I think of the finale of Big Little Lies, the critically acclaimed murder mystery drama, and the transformative power that becomes possible when women realize that being pitted against one another occurs at the expense of our own survival. “I realized a lot of things through finding that I need feminism in my life, just to understand so many things, from consent, to how to react when these situations happen to us.”
In August 2016, in the wake of the homophobic attack on Pulse nightclub in Orlando in which 49 people were killed, Martin penned an open letter via Noisey coming out as queer. I mentioned that it was interesting that en cas de tempête, ce jardin sera fermé seems to focus on heterosexual relationships (to which she laughed, and agreed), and wondered if she felt a sense of obligation, as a public persona, to be transparent with her personal life.
“I think [getting politically engaged] is important now, I used to not think that I needed to be. I remember clearly when I was starting out, I didn’t really know if I could position myself in anything, it was weird. But this concerns my condition, my gender, my daughter.” “What’s really awesome is that by saying that I was, and I am queer, and I’m there for it, you know, people have seen my shows as a safe space, and that’s really great. I didn’t really quite get that before and I don’t know if I noticed it as much, but now I really do.”
en cas de tempête, ce jardin sera fermé utilizes the energy of the synth melodies and cutting lyricism to remind listeners that indie-pop, in its unadultured state, has the capacity to exhume and emancipate past traumas. Martin’s songwriting juxtaposes pain and release: her lyrics devastate, while the upbeat tempos liberate. “The lyrics are very very hard, but the production is very upbeat. It’s just a way for me to get through things, and to cope, and [to] re-appropriate the events that happened to me. I have songs that talk about conjugal rape on the album; it’s not really fun, but the song is still upbeat, and it’s a tango, and it’s me being like ‘these events don’t own me, I own them, and I’m going to cope the way that I’m supposed to cope.’”
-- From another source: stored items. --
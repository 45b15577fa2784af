pub mod cache;
pub mod failover;
pub mod forwarding;
pub mod stages;
pub mod transport;

pub use cache::{CacheKey, CacheMetrics, CacheSweeper, ManualClock, MemoryCache, SystemClock};
pub use failover::{FailoverInterceptor, FallbackServers, WriterPool};
pub use forwarding::MessageBuilder;
pub use stages::{CacheStage, CaptureWriter, ForwardStage};
pub use transport::UdpExchange;
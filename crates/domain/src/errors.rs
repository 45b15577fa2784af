use std::net::SocketAddr;
use thiserror::Error;

#[derive(Error, Debug)]
pub enum DomainError {
    #[error("Invalid DNS response: {0}")]
    InvalidDnsResponse(String),

    #[error("I/O error: {0}")]
    IoError(String),

    #[error("Timeout talking to {server}")]
    TransportTimeout { server: SocketAddr },

    #[error("Failed to encode DNS message: {0}")]
    EncodeError(String),
}

impl DomainError {
    /// Errors raised by the network leg of an exchange, as opposed to a
    /// message that could not be built in the first place.
    pub fn is_transport(&self) -> bool {
        matches!(
            self,
            Self::TransportTimeout { .. } | Self::IoError(_) | Self::InvalidDnsResponse(_)
        )
    }
}

/// Failures reported by an answer cache. All of them are recoverable: the
/// caller resolves upstream and repopulates with `set`.
#[derive(Error, Debug, Clone, PartialEq, Eq)]
pub enum CacheError {
    #[error("{key} not found")]
    NotFound { key: String },

    #[error("{key} expired")]
    Expired { key: String },

    #[error("Cache is full")]
    Full,

    /// Reserved for persistent backends.
    #[error("Serializer error")]
    Serializer,
}

impl CacheError {
    pub fn is_miss(&self) -> bool {
        matches!(self, Self::NotFound { .. } | Self::Expired { .. })
    }
}
use anyhow::Context;
use ferrous_responder_application::ports::{Clock, DnsExchange, DnsHandler};
use ferrous_responder_domain::Config;
use ferrous_responder_infrastructure::dns::{
    CacheStage, CacheSweeper, FailoverInterceptor, ForwardStage, MemoryCache, SystemClock,
    UdpExchange,
};
use std::net::SocketAddr;
use std::sync::Arc;
use tracing::info;

/// Assembled resolution chain: cache, then failover around the forwarder.
pub struct Pipeline {
    pub handler: Arc<dyn DnsHandler>,
    pub cache: Arc<MemoryCache>,
    pub failover: Arc<FailoverInterceptor>,
}

impl Pipeline {
    /// Start the background sweep of this pipeline's cache.
    pub fn start_sweeper(&self, config: &Config) -> tokio::task::JoinHandle<()> {
        CacheSweeper::from_config(Arc::clone(&self.cache), &config.cache).start()
    }
}

pub fn build_pipeline(config: &Config) -> anyhow::Result<Pipeline> {
    let upstream: SocketAddr = config
        .upstream
        .server
        .parse()
        .with_context(|| format!("invalid upstream address '{}'", config.upstream.server))?;

    let clock: Arc<dyn Clock> = Arc::new(SystemClock);
    let cache = Arc::new(MemoryCache::from_config(&config.cache, clock));
    let exchange: Arc<dyn DnsExchange> = Arc::new(UdpExchange::from_config(&config.failover));

    let forward = Arc::new(ForwardStage::new(upstream, Arc::clone(&exchange)));
    let failover = Arc::new(FailoverInterceptor::from_config(
        &config.failover,
        exchange,
        forward,
    ));
    let handler: Arc<dyn DnsHandler> =
        Arc::new(CacheStage::new(cache.clone(), failover.clone()));

    info!(
        upstream = %upstream,
        stage = handler.name(),
        fallback_servers = failover.servers().len(),
        "Pipeline ready"
    );

    Ok(Pipeline {
        handler,
        cache,
        failover,
    })
}

#[cfg(test)]
mod tests {
    use super::*;

    #[test]
    fn test_build_pipeline_rejects_bad_upstream() {
        let mut config = Config::default();
        config.upstream.server = "not-an-address".to_string();

        let err = build_pipeline(&config).err().unwrap();
        assert!(err.to_string().contains("not-an-address"));
    }

    #[test]
    fn test_build_pipeline_defaults() {
        let pipeline = build_pipeline(&Config::default()).unwrap();

        assert_eq!(pipeline.handler.name(), "cache");
        assert_eq!(pipeline.cache.max_entries(), 0);
        assert!(pipeline.failover.servers().is_empty());
    }

    #[test]
    fn test_build_pipeline_keeps_valid_fallbacks() {
        let mut config = Config::default();
        config.failover.fallback_servers = vec![
            "9.9.9.9:53".to_string(),
            "not-a-server".to_string(),
            "[2620:fe::fe]:53".to_string(),
        ];

        let pipeline = build_pipeline(&config).unwrap();
        let servers: Vec<String> = pipeline
            .failover
            .servers()
            .iter()
            .map(|s| s.to_string())
            .collect();

        assert_eq!(servers, vec!["9.9.9.9:53", "[2620:fe::fe]:53"]);
    }
}
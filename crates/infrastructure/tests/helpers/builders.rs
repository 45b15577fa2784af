#![allow(dead_code)]
use hickory_proto::op::{Message, Query, ResponseCode};
use hickory_proto::rr::{rdata::A, Name, RData, Record, RecordType};
use std::str::FromStr;

/// Builders for the messages tests feed through caches and stages
pub struct MessageFixtures;

impl MessageFixtures {
    /// Recursive A query
    pub fn query(id: u16, name: &str) -> Message {
        let mut message = Message::new();
        message
            .set_id(id)
            .set_recursion_desired(true)
            .add_query(Query::query(Name::from_str(name).unwrap(), RecordType::A));
        message
    }

    /// NOERROR answer with one A record per TTL
    pub fn answer(name: &str, ttls: &[u32]) -> Message {
        let owner = Name::from_str(name).unwrap();
        let mut message = Message::error_msg(0, hickory_proto::op::OpCode::Query, ResponseCode::NoError);
        message.add_query(Query::query(owner.clone(), RecordType::A));
        for (i, ttl) in ttls.iter().enumerate() {
            message.add_answer(Record::from_rdata(
                owner.clone(),
                *ttl,
                RData::A(A::new(198, 51, 100, i as u8 + 1)),
            ));
        }
        message
    }

    /// SERVFAIL reply to `query(id, name)`
    pub fn servfail(id: u16, name: &str) -> Message {
        let request = Self::query(id, name);
        let mut message =
            Message::error_msg(id, hickory_proto::op::OpCode::Query, ResponseCode::ServFail);
        message
            .add_queries(request.queries().iter().cloned())
            .set_recursion_desired(true);
        message
    }

    pub fn ttls(message: &Message) -> Vec<u32> {
        message.answers().iter().map(|r| r.ttl()).collect()
    }
}
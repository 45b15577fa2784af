use super::entry::{CacheEntry, Touch};
use super::{CacheKey, CacheMetrics};
use ferrous_responder_application::ports::{AnswerCache, Clock};
use ferrous_responder_domain::config::CacheConfig;
use ferrous_responder_domain::CacheError;
use hickory_proto::op::Message;
use rustc_hash::FxHashMap;
use std::sync::atomic::Ordering as AtomicOrdering;
use std::sync::{Arc, PoisonError, RwLock, RwLockReadGuard, RwLockWriteGuard};
use tracing::{debug, info};

type Store = FxHashMap<CacheKey, Arc<CacheEntry>>;

/// In-memory answer cache.
///
/// One reader/writer lock guards map membership: `get`, `exists` and `len`
/// share it, `set`, `remove` and `sweep` take it exclusively. Each entry
/// carries its own lock for TTL aging, so concurrent reads of one key
/// serialize their decrement. `get` hands out a copy of the aged answer.
pub struct MemoryCache {
    store: RwLock<Store>,
    max_entries: usize,
    clock: Arc<dyn Clock>,
    metrics: Arc<CacheMetrics>,
}

impl MemoryCache {
    /// `max_entries == 0` means unbounded.
    pub fn new(max_entries: usize, clock: Arc<dyn Clock>) -> Self {
        info!(max_entries = max_entries, "Initializing answer cache");

        Self {
            store: RwLock::new(FxHashMap::with_capacity_and_hasher(
                max_entries,
                Default::default(),
            )),
            max_entries,
            clock,
            metrics: Arc::new(CacheMetrics::default()),
        }
    }

    pub fn from_config(config: &CacheConfig, clock: Arc<dyn Clock>) -> Self {
        Self::new(config.max_entries, clock)
    }

    fn read_store(&self) -> RwLockReadGuard<'_, Store> {
        self.store.read().unwrap_or_else(PoisonError::into_inner)
    }

    fn write_store(&self) -> RwLockWriteGuard<'_, Store> {
        self.store.write().unwrap_or_else(PoisonError::into_inner)
    }

    pub fn is_full(&self) -> bool {
        self.max_entries > 0 && self.len() >= self.max_entries
    }

    pub fn max_entries(&self) -> usize {
        self.max_entries
    }

    pub fn metrics(&self) -> Arc<CacheMetrics> {
        Arc::clone(&self.metrics)
    }

    /// Second at which `key` was last aged, if present.
    pub fn last_touched(&self, key: &str) -> Option<u64> {
        let key = CacheKey::new(key);
        self.read_store().get(&key).map(|entry| entry.last_touched())
    }

    /// Coarse pass over the whole store: drops empty entries and entries
    /// whose time since last touch exceeds any record TTL. Survivors keep
    /// their `last_touched`. Returns the number of entries removed.
    pub fn sweep(&self) -> usize {
        let now = self.clock.now_secs();

        let mut store = self.write_store();
        let before = store.len();
        store.retain(|_, entry| !entry.is_stale(now));
        let removed = before - store.len();
        let remaining = store.len();
        drop(store);

        self.metrics.sweeps.fetch_add(1, AtomicOrdering::Relaxed);
        self.metrics
            .swept
            .fetch_add(removed as u64, AtomicOrdering::Relaxed);

        if removed > 0 {
            debug!(
                removed = removed,
                cache_size = remaining,
                "Cache sweep completed"
            );
        }

        removed
    }

    /// Remove `key` only if it still maps to `entry`: a `set` racing with
    /// the read path must not be undone.
    fn purge(&self, key: &CacheKey, entry: &Arc<CacheEntry>) {
        let mut store = self.write_store();
        if store
            .get(key)
            .is_some_and(|current| Arc::ptr_eq(current, entry))
        {
            store.remove(key);
        }
    }
}

impl AnswerCache for MemoryCache {
    fn get(&self, key: &str) -> Result<Message, CacheError> {
        let key = CacheKey::new(key);

        let entry = self.read_store().get(&key).cloned();
        let Some(entry) = entry else {
            debug!(key = %key, "Cache miss");
            self.metrics.misses.fetch_add(1, AtomicOrdering::Relaxed);
            return Err(CacheError::NotFound {
                key: key.as_str().to_string(),
            });
        };

        match entry.touch(self.clock.now_secs()) {
            Touch::Fresh(answer) => {
                self.metrics.hits.fetch_add(1, AtomicOrdering::Relaxed);
                Ok(answer)
            }
            Touch::Empty => {
                self.purge(&key, &entry);
                self.metrics.misses.fetch_add(1, AtomicOrdering::Relaxed);
                Err(CacheError::NotFound {
                    key: key.as_str().to_string(),
                })
            }
            Touch::Expired => {
                debug!(key = %key, "Cache expired");
                self.purge(&key, &entry);
                self.metrics
                    .expirations
                    .fetch_add(1, AtomicOrdering::Relaxed);
                Err(CacheError::Expired {
                    key: key.as_str().to_string(),
                })
            }
        }
    }

    fn set(&self, key: &str, answer: Message) -> Result<(), CacheError> {
        let key = CacheKey::new(key);
        let entry = Arc::new(CacheEntry::new(answer, self.clock.now_secs()));

        let mut store = self.write_store();
        if self.max_entries > 0 && store.len() >= self.max_entries && !store.contains_key(&key)
        {
            drop(store);
            self.metrics
                .rejected_full
                .fetch_add(1, AtomicOrdering::Relaxed);
            debug!(key = %key, max_entries = self.max_entries, "Cache full, insert rejected");
            return Err(CacheError::Full);
        }

        store.insert(key, entry);
        drop(store);

        self.metrics
            .insertions
            .fetch_add(1, AtomicOrdering::Relaxed);
        Ok(())
    }

    fn exists(&self, key: &str) -> bool {
        let key = CacheKey::new(key);
        self.read_store().contains_key(&key)
    }

    fn remove(&self, key: &str) {
        let key = CacheKey::new(key);
        self.write_store().remove(&key);
    }

    fn len(&self) -> usize {
        self.read_store().len()
    }
}
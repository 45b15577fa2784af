/// Source of the current time, truncated to whole seconds since the UNIX
/// epoch. Injected into the cache so tests can drive time explicitly.
pub trait Clock: Send + Sync {
    fn now_secs(&self) -> u64;
}
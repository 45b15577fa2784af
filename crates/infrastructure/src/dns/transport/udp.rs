use async_trait::async_trait;
use ferrous_responder_application::ports::DnsExchange;
use ferrous_responder_domain::config::FailoverConfig;
use ferrous_responder_domain::DomainError;
use hickory_proto::op::Message;
use std::net::{Ipv4Addr, Ipv6Addr, SocketAddr};
use std::time::Duration;
use tokio::net::UdpSocket;
use tracing::debug;

/// Maximum UDP DNS response size with EDNS(0)
const MAX_UDP_RESPONSE_SIZE: usize = 4096;

const DEFAULT_TIMEOUT: Duration = Duration::from_millis(2000);

/// Request/response exchange over UDP, one fresh socket per exchange.
///
/// Send and receive are each bounded by `timeout`. A reply whose id does
/// not match the request is rejected.
#[derive(Debug, Clone)]
pub struct UdpExchange {
    timeout: Duration,
}

impl UdpExchange {
    pub fn new(timeout: Duration) -> Self {
        Self { timeout }
    }

    pub fn from_config(config: &FailoverConfig) -> Self {
        Self::new(Duration::from_millis(config.timeout_ms))
    }

    pub fn timeout(&self) -> Duration {
        self.timeout
    }

    fn bind_addr(server: SocketAddr) -> SocketAddr {
        if server.is_ipv4() {
            SocketAddr::from((Ipv4Addr::UNSPECIFIED, 0))
        } else {
            SocketAddr::from((Ipv6Addr::UNSPECIFIED, 0))
        }
    }
}

impl Default for UdpExchange {
    fn default() -> Self {
        Self::new(DEFAULT_TIMEOUT)
    }
}

#[async_trait]
impl DnsExchange for UdpExchange {
    async fn exchange(
        &self,
        request: &Message,
        server: SocketAddr,
    ) -> Result<Message, DomainError> {
        let message_bytes = request
            .to_vec()
            .map_err(|e| DomainError::EncodeError(e.to_string()))?;

        let socket = UdpSocket::bind(Self::bind_addr(server))
            .await
            .map_err(|e| DomainError::IoError(format!("Failed to bind UDP socket: {}", e)))?;

        socket.connect(server).await.map_err(|e| {
            DomainError::IoError(format!("Failed to connect UDP socket to {}: {}", server, e))
        })?;

        let bytes_sent = tokio::time::timeout(self.timeout, socket.send(&message_bytes))
            .await
            .map_err(|_| DomainError::TransportTimeout { server })?
            .map_err(|e| {
                DomainError::IoError(format!("Failed to send UDP query to {}: {}", server, e))
            })?;

        debug!(server = %server, bytes_sent = bytes_sent, "UDP query sent");

        let mut recv_buf = vec![0u8; MAX_UDP_RESPONSE_SIZE];

        let bytes_received = tokio::time::timeout(self.timeout, socket.recv(&mut recv_buf))
            .await
            .map_err(|_| DomainError::TransportTimeout { server })?
            .map_err(|e| {
                DomainError::IoError(format!(
                    "Failed to receive UDP response from {}: {}",
                    server, e
                ))
            })?;

        recv_buf.truncate(bytes_received);

        let response = Message::from_vec(&recv_buf).map_err(|e| {
            DomainError::InvalidDnsResponse(format!("Failed to parse DNS response: {}", e))
        })?;

        if response.id() != request.id() {
            return Err(DomainError::InvalidDnsResponse(format!(
                "id mismatch from {}: expected {}, got {}",
                server,
                request.id(),
                response.id()
            )));
        }

        debug!(
            server = %server,
            bytes_received = bytes_received,
            rcode = ?response.response_code(),
            "UDP response received"
        );

        Ok(response)
    }
}
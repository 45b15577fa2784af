use super::CaptureWriter;
use crate::dns::cache::CacheKey;
use async_trait::async_trait;
use ferrous_responder_application::ports::{AnswerCache, DnsHandler, ResponseWriter};
use hickory_proto::op::{Message, ResponseCode};
use std::sync::Arc;
use tracing::{debug, warn};

/// Cache decorator for a pipeline stage
///
/// Serves hits straight from the cache. On a miss, runs `next` and stores
/// NOERROR responses that carry answers before writing them through.
pub struct CacheStage {
    cache: Arc<dyn AnswerCache>,
    next: Arc<dyn DnsHandler>,
}

impl CacheStage {
    pub fn new(cache: Arc<dyn AnswerCache>, next: Arc<dyn DnsHandler>) -> Self {
        Self { cache, next }
    }

    fn cacheable(response: &Message) -> bool {
        response.response_code() == ResponseCode::NoError && !response.answers().is_empty()
    }
}

#[async_trait]
impl DnsHandler for CacheStage {
    fn name(&self) -> &'static str {
        "cache"
    }

    async fn serve_dns(&self, request: &Message, writer: &mut dyn ResponseWriter) {
        let Some(question) = request.queries().first() else {
            self.next.serve_dns(request, writer).await;
            return;
        };
        let key = CacheKey::from_query(question);

        match self.cache.get(key.as_str()) {
            Ok(mut answer) => {
                debug!(key = %key, "Cache HIT");
                answer.set_id(request.id());
                if let Err(e) = writer.write_msg(answer).await {
                    warn!(key = %key, error = %e, "Failed to write cached response");
                }
                return;
            }
            Err(e) => debug!(key = %key, reason = %e, "Cache MISS"),
        }

        let mut capture = CaptureWriter::new();
        self.next.serve_dns(request, &mut capture).await;
        let Some(response) = capture.into_last() else {
            return;
        };

        if Self::cacheable(&response) {
            if let Err(e) = self.cache.set(key.as_str(), response.clone()) {
                debug!(key = %key, error = %e, "Response not cached");
            }
        }

        if let Err(e) = writer.write_msg(response).await {
            warn!(key = %key, error = %e, "Failed to write response");
        }
    }
}
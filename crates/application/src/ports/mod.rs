mod answer_cache;
mod clock;
mod dns_exchange;
mod response_writer;

pub use answer_cache::AnswerCache;
pub use clock::Clock;
pub use dns_exchange::DnsExchange;
pub use response_writer::{DnsHandler, ResponseWriter};
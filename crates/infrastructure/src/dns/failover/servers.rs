use std::net::SocketAddr;
use std::sync::Arc;
use tracing::{info, warn};

/// Ordered, validated fallback endpoints. Fixed after construction.
#[derive(Debug, Clone, Default)]
pub struct FallbackServers {
    servers: Arc<[SocketAddr]>,
}

impl FallbackServers {
    /// Keep every entry that is a literal IPv4 or IPv6 `host:port`, in the
    /// order given. Anything else is logged and skipped.
    pub fn parse<S: AsRef<str>>(raw: &[S]) -> Self {
        let mut servers = Vec::with_capacity(raw.len());

        for entry in raw {
            let entry = entry.as_ref().trim();
            match entry.parse::<SocketAddr>() {
                Ok(addr) => servers.push(addr),
                Err(e) => {
                    warn!(
                        server = %entry,
                        error = %e,
                        "Fallback server is not a valid ip:port, skipping"
                    );
                }
            }
        }

        if !servers.is_empty() {
            info!(
                count = servers.len(),
                rejected = raw.len() - servers.len(),
                "Fallback servers configured"
            );
        }

        Self {
            servers: servers.into(),
        }
    }

    pub fn as_slice(&self) -> &[SocketAddr] {
        &self.servers
    }

    pub fn iter(&self) -> impl Iterator<Item = &SocketAddr> {
        self.servers.iter()
    }

    pub fn len(&self) -> usize {
        self.servers.len()
    }

    pub fn is_empty(&self) -> bool {
        self.servers.is_empty()
    }
}

impl From<Vec<SocketAddr>> for FallbackServers {
    fn from(servers: Vec<SocketAddr>) -> Self {
        Self {
            servers: servers.into(),
        }
    }
}
use async_trait::async_trait;
use ferrous_responder_domain::DomainError;
use hickory_proto::op::Message;

/// Delivers the response of one query back towards its requester.
#[async_trait]
pub trait ResponseWriter: Send {
    async fn write_msg(&mut self, msg: Message) -> Result<(), DomainError>;
}

/// One stage of a query pipeline.
///
/// A stage either answers through `writer` or hands the query to the next
/// stage, possibly wrapping `writer` for the duration of that call.
#[async_trait]
pub trait DnsHandler: Send + Sync {
    fn name(&self) -> &'static str;

    async fn serve_dns(&self, request: &Message, writer: &mut dyn ResponseWriter);
}
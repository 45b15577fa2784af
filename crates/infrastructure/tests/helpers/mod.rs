#![allow(unused_imports)]

pub mod builders;
pub mod dns_server_mock;

pub use builders::MessageFixtures;
pub use dns_server_mock::{closed_port, MockBehavior, MockDnsServer};
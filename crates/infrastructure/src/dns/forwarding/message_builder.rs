//! DNS Message Builder
//!
//! Constructs the few messages this layer originates itself: the retry
//! query sent to fallback servers and the SERVFAIL reply used when the
//! primary upstream cannot be reached.

use hickory_proto::op::{Edns, Message, MessageType, OpCode, Query, ResponseCode};
use std::fmt::Write;

/// UDP payload size advertised through EDNS0 on retry queries
pub const DEFAULT_MSG_SIZE: u16 = 1232;

/// Builds DNS messages
pub struct MessageBuilder;

impl MessageBuilder {
    /// Build the query sent to fallback servers.
    ///
    /// Creates a recursive query with:
    /// - Random ID
    /// - The question's name and type (class IN)
    /// - EDNS0 advertising [`DEFAULT_MSG_SIZE`] with DO set
    /// - RD set, CD copied from the failed response
    pub fn build_retry_query(question: &Query, checking_disabled: bool) -> Message {
        let mut edns = Edns::new();
        edns.set_max_payload(DEFAULT_MSG_SIZE);
        edns.set_dnssec_ok(true);

        let mut message = Message::new();
        message
            .set_id(fastrand::u16(..))
            .set_message_type(MessageType::Query)
            .set_op_code(OpCode::Query)
            .set_recursion_desired(true)
            .set_checking_disabled(checking_disabled)
            .add_query(Query::query(question.name().clone(), question.query_type()))
            .set_edns(edns);

        message
    }

    /// Build a SERVFAIL reply to `request`, echoing its question and flags.
    pub fn servfail_for(request: &Message) -> Message {
        let mut response =
            Message::error_msg(request.id(), request.op_code(), ResponseCode::ServFail);
        response
            .add_queries(request.queries().iter().cloned())
            .set_recursion_desired(request.recursion_desired())
            .set_recursion_available(true)
            .set_checking_disabled(request.checking_disabled());

        response
    }

    /// Human-readable `name CLASS TYPE` label for logs, written into `buf`.
    pub fn write_question_label(buf: &mut String, question: &Query) {
        buf.clear();
        let _ = write!(
            buf,
            "{} {} {}",
            question.name().to_string().to_lowercase(),
            question.query_class(),
            question.query_type()
        );
    }
}

#[cfg(test)]
mod tests {
    use super::*;
    use hickory_proto::rr::{DNSClass, Name, RecordType};
    use std::str::FromStr;

    fn question() -> Query {
        Query::query(Name::from_str("Example.com.").unwrap(), RecordType::AAAA)
    }

    #[test]
    fn test_retry_query_shape() {
        let message = MessageBuilder::build_retry_query(&question(), true);

        assert_eq!(message.message_type(), MessageType::Query);
        assert!(message.recursion_desired());
        assert!(message.checking_disabled());
        assert_eq!(message.queries().len(), 1);
        assert_eq!(message.queries()[0].query_type(), RecordType::AAAA);
        assert_eq!(message.queries()[0].query_class(), DNSClass::IN);

        let edns = message.extensions().as_ref().expect("EDNS0 present");
        assert_eq!(edns.max_payload(), DEFAULT_MSG_SIZE);
        assert!(edns.dnssec_ok());
    }

    #[test]
    fn test_retry_query_copies_checking_disabled() {
        let message = MessageBuilder::build_retry_query(&question(), false);
        assert!(!message.checking_disabled());
    }

    #[test]
    fn test_servfail_echoes_request() {
        let mut request = Message::new();
        request
            .set_id(4242)
            .set_recursion_desired(true)
            .add_query(question());

        let response = MessageBuilder::servfail_for(&request);
        assert_eq!(response.id(), 4242);
        assert_eq!(response.message_type(), MessageType::Response);
        assert_eq!(response.response_code(), ResponseCode::ServFail);
        assert!(response.recursion_desired());
        assert_eq!(response.queries(), request.queries());
    }

    #[test]
    fn test_question_label() {
        let mut label = String::from("stale");
        MessageBuilder::write_question_label(&mut label, &question());
        assert_eq!(label, "example.com. IN AAAA");
    }
}
//! Configuration module for Ferrous Responder
//!
//! This module contains all configuration structures organized by concern:
//! - `root`: Main configuration and CLI overrides
//! - `cache`: Answer cache capacity and sweeping
//! - `failover`: Fallback servers queried after SERVFAIL
//! - `upstream`: Primary upstream used by the forward stage
//! - `logging`: Logging settings
//! - `errors`: Configuration errors

pub mod cache;
pub mod errors;
pub mod failover;
pub mod logging;
pub mod root;
pub mod upstream;

pub use cache::CacheConfig;
pub use errors::ConfigError;
pub use failover::FailoverConfig;
pub use logging::LoggingConfig;
pub use root::{CliOverrides, Config};
pub use upstream::UpstreamConfig;
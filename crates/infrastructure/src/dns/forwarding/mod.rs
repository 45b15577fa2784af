pub mod message_builder;

pub use message_builder::{MessageBuilder, DEFAULT_MSG_SIZE};
use ferrous_responder_domain::CacheError;
use hickory_proto::op::Message;

/// The complete contract calling stages use to reach an answer cache.
///
/// Keys are compared case-insensitively. `get` ages the stored answer: the
/// returned TTLs reflect the time elapsed since the entry was last touched.
pub trait AnswerCache: Send + Sync {
    fn get(&self, key: &str) -> Result<Message, CacheError>;

    fn set(&self, key: &str, answer: Message) -> Result<(), CacheError>;

    fn exists(&self, key: &str) -> bool;

    /// Idempotent: removing an absent key is not an error.
    fn remove(&self, key: &str);

    fn len(&self) -> usize;

    fn is_empty(&self) -> bool {
        self.len() == 0
    }
}
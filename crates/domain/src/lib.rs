//! Ferrous Responder Domain Layer
pub mod config;
pub mod errors;

pub use config::{CliOverrides, Config, ConfigError};
pub use errors::{CacheError, DomainError};
use ferrous_responder_domain::{CliOverrides, Config};
use tracing::info;

pub fn load_config(
    config_path: Option<&str>,
    cli_overrides: CliOverrides,
) -> anyhow::Result<Config> {
    let config = Config::load(config_path, cli_overrides)?;
    config.validate()?;

    info!(
        config_file = config_path.unwrap_or("default"),
        upstream = %config.upstream.server,
        fallback_servers = config.failover.fallback_servers.len(),
        max_entries = config.cache.max_entries,
        "Configuration loaded"
    );

    Ok(config)
}
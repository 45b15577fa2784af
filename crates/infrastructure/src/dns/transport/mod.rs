pub mod udp;

pub use udp::UdpExchange;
And yet, despite the incredible resilience necessary to experience this spectrum of emotion, Martin tells me she has been called “too much.” I feel a personal kinship with women who have been told that they are too sensitive, too much, over-emotional, as if these qualities are the antithesis to strength, rationality, emotional intelligence. It’s something women with strong personalities are often told, as though shrinking us will solve our problems.
I’m not really scared anymore. I used to be, but I’m not anymore.
“Hypersensitivity is a big problem for a lot of women, because we feel things, and the fact that we feel things… is seen as a weakness because people are very scared of being something that [others] don’t understand. I’ve been told that I’m too much, that… I’m strong minded, but in a negative way.”
en cas de tempête, ce jardin sera fermé is a testament to courage —the courage to not only feel, but telling people how you feel, despite being told that it makes you less palatable, less loveable. To be okay with what others might deem “too much” is to tend to the flame that enlivens you, to nurture it, nourish it. It is, after all, only through storms that gardens can grow.
“I’m not really scared anymore. I used to be, but I’m not anymore. And I’m just so happy that things are out and I get to share them with everyone, and that [listeners] get to translate their own stories into the music, that’s why music is so powerful, because you can do what you want with it.”